The kind of flawed learnedness required to draw attention to the biblical adaptation of the flood narrative in the Epic of Gilgamesh is a classic instance of what William James called the power of the intellect to shallow. Again I mention Kugel because I have his book at hand. This kind of scholarship, tending always to the same conclusions, has dominated Old Testament studies from the the middle of the ninettenth century. Kugel's very flat statement that somone who takes a different view is "either being dishonest or has simply failed to recognize a fundamental fact" is the kind of claim to the intellectual high ground that is perhaps the most consistent feature of the kind of thought that calls itself modern.

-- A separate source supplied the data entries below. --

#![forbid(unsafe_code)]

use crate::server::{ApiResponse, HttpRequest, bad_request, forbidden, internal_error, not_found};
use om_core::notify::NotificationType;
use om_core::status::TaskStatus;
use om_storage::{SqliteStore, StoreError, UserRow};
use serde_json::Value;

pub(crate) fn status(
    store: &mut SqliteStore,
    user: &UserRow,
    id: &str,
    request: &HttpRequest,
) -> ApiResponse {
    let task = match store.task_by_id(id) {
        Ok(Some(task)) => task,
        Ok(None) => return not_found("Tâche non trouvée"),
        Err(err) => return internal_error(err),
    };
    let project = match store.project_by_id(&task.project_id) {
        Ok(Some(project)) => project,
        Ok(None) => return not_found("Projet non trouvé"),
        Err(err) => return internal_error(err),
    };
    let assigned_to_caller = task.assigned_user_id.as_deref() == Some(user.id.as_str());
    if !assigned_to_caller && !crate::handlers::projects::can_edit_project(user, &project) {
        return forbidden("Permissions insuffisantes");
    }

    let body = match crate::parse_json_body(&request.body) {
        Ok(body) => body,
        Err(resp) => return resp,
    };
    let status = match body.get("status").and_then(Value::as_str) {
        Some(value) => match TaskStatus::parse(value) {
            Some(status) => status,
            None => return bad_request("Statut invalide"),
        },
        None => return bad_request("Statut invalide"),
    };
    let actual_hours = crate::optional_f64(&body, "actualHours");
    if let Some(hours) = actual_hours
        && hours < 0.0
    {
        return bad_request("Les heures réelles doivent être positives");
    }
    // `comment` is accepted but not stored; there is no comment thread.

    let change = match store.set_task_status(id, status.as_str(), actual_hours) {
        Ok(change) => change,
        Err(StoreError::UnknownId) => return not_found("Tâche non trouvée"),
        Err(err) => return internal_error(err),
    };

    // Everyone involved except the caller hears about the change.
    let mut recipients = vec![change.project_creator_id.clone()];
    if let Some(manager_id) = &change.project_manager_id {
        recipients.push(manager_id.clone());
    }
    if let Some(assignee_id) = &change.task.assigned_user_id {
        recipients.push(assignee_id.clone());
    }
    recipients.sort();
    recipients.dedup();
    for recipient in recipients.iter().filter(|id| id.as_str() != user.id) {
        crate::handlers::notify(
            store,
            recipient,
            NotificationType::ChangementStatut,
            "Statut de tâche modifié",
            format!(
                "La tâche \"{}\" est maintenant \"{}\"",
                change.task.title,
                status.as_str()
            ),
            Some((&change.task.id, "task")),
        );
    }

    if let Some(payment) = &change.payment
        && let Some(assignee_id) = &change.task.assigned_user_id
    {
        crate::handlers::notify(
            store,
            assignee_id,
            NotificationType::Paiement,
            "Paiement généré",
            format!(
                "Un paiement de {} FCFA a été généré pour la tâche \"{}\"",
                crate::format_amount(payment.amount),
                change.task.title
            ),
            Some((&payment.id, "transaction")),
        );
    }

    match super::task_with_assignee_json(store, &change.task) {
        Ok(payload) => ("200 OK", payload),
        Err(resp) => resp,
    }
}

The degree to which debunking is pursued as if it were an urgent crusade, at whatever cost to the wealth of insight into human nature that might come from attending to the record humankind hjs left, and without regard for the probative standards scholarship as well as science should answer to, may well be the most remarkable feature of the modern period in intellectual history.'
Marilynne Robinson, Absence of Mind, p.28.